Meet the Speaker: Ali Brown

In the latest of our interviews, CICLOPE chatted with Ali Brown, President of Prettybird, and one of the speakers that will head the panel Building a Director on the third day of the festival. She shares her knowledge on how to make it in the industry and advices new directors to never give up.

How did you end up working where you are today? 

I kind of fell into this. I had studied a bunch of different things like acting and international relations, and thought I would either be a professor or a documentarian.
So, I came to LA and I used to sit in this bookstore and fax out resumes, between part-time jobs substitute teaching and hostessing, to any sort of production company, and nobody would hire me. It was terrifying. And then after sending almost 300 I got a phone call from a production company that did commercials and music videos called Atlas Pictures. They needed a receptionist to cover for five days – It was my big break. And fortunately for me, in the five days I was working there they happened to revamp the entire phone system. So by Friday, I was the only person that knew how to answer the phones. The receptionist came back, and she said: “Oh babe, don’t worry about it. I’m gonna promote myself to Office Manager, you can be receptionist”. And literally those five days turned into my big break!
I was ambitious, and with support from my colleagues, I taught myself different facets of production. I’d be the first one in and the last one to go. I did everything from painting the walls of that place (they were scuffed) to ordering lunch to learning how to write treatments and bid. I’d go out on set and work as a production coordinator or PM. I tried to get all the skills I could need, both in office and on set.
Then we were doing a project with Forrest Whitaker, who was directing a short film project for Disney. He needed to have a treatment written. I had the tape recording of the conference call and that night I sat in my Wrangler, listened to the tape of the recording, and handwrote the treatment in my car. Next day I typed it up and emailed it to him. And he was like: “Who wrote this?”. And, at that point, he was opening a production company to focus on his film and TV projects and he hired me to come work in development and that was the shift from commercials to film and TV.

Tell us about Prettybird then and the work you do there.

We are a production company primarily devoted to commercials and music videos. We are known for being pretty pioneering in terms of what we do, how we do it or who we do it with. We have always had emphasis on amplifying voices and breaking new talent. The company started with three directors: Paul Hunter, Peggy Sirota, and Matt Piedmont, who had come from TV. Fifteen years later, we look the same. We are still primarily a roster of women and people of color and still have an incredible affinity for people that come from non-traditional backgrounds or who want to do everything.
I feel like we have always self-generated talent. We are always looking for talent that is young and looking at the world in a different way. We function more as a community – directors will shoot with each other, work together, support each other. So, if we have a young director, we are able to pair them with a more experienced one to help them navigate the process. That was always important to Paul and is a big part of our DNA. We’re just as proud of the work that we put out as the community behind it. I think we not only have the most talented directors, but the most generous ones as well.
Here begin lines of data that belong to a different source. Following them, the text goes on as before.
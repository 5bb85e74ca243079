mod error_tests;
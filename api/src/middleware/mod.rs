pub mod auth;

pub use auth::{Authenticated, SessionGuard};
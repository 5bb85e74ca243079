//! Infrastructure service implementations

pub mod password;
Can you tell us about a piece of work that you’re most proud of? 

The Beats commercial “You Love Me” that I produced alongside director Melina Matsoukas. The work came out in America after George Floyd was murdered. We were seeing all these companies just trying to attach themselves to the Black Lives Matter movement. But without the attachment being earned. I feel Beats really was one of the very few brands that had the power and the platform to say something and they chose to, and they chose to do it without making it about moving product, but moving people.

Is there a recent piece of work which you’ve liked outside of Prettybird’s work?

Andreas Nillsen’s recent Ubear Eats spot. I have an unhealthy obsession with Andreas. He’s great and I think he’s one of the most talented directors with such a huge breadth of great work. That spot simply entertained me – I love that commercials can do that – pure escapism.

When did you first hear about CICLOPE and what does it mean to you and to the industry?

I remember going to CICLOPE years ago with my partner Kerstin, and what I remember most was hanging out so informally with all these incredible people. I remember feeling how connected everyone was – it was like being at camp together! CICLOPE has created this vibe and intimacy where there’s no lines between you – whether you’re a US or global production company, a service partner or an agency. The Festival has done an incredible job of allowing you to walk away from five days in Berlin with not just connections, but friends.

What would you say to your 16-year-old self?

I would tell her to stop trying to use her fake ID to get into clubs. Go to bed and get plenty of rest because there will be many long working hours ahead of you and you’ll need it. To other, I’d say it’s a hard job. You sacrifice relationships with family and friends. Anyone that says you don’t is lying. My reputation is predicated on being available 24/7. I call myself the first responder but it takes a toll on everyone around you. It is all-encompassing and you don’t have a work/life balance. We all say: “It’s not like we’re saving lives”, then you make something like a Beats spot and you’re saying things boldly and broadly on a platform that hits everybody – and maybe it did save one. Or impact one. And I love what I do. I love who I do it with. I feel beyond fortunate that I get to work with friends and people that I genuinely adore, and can help create beautiful work. It’s a hard job, but it’s the best one.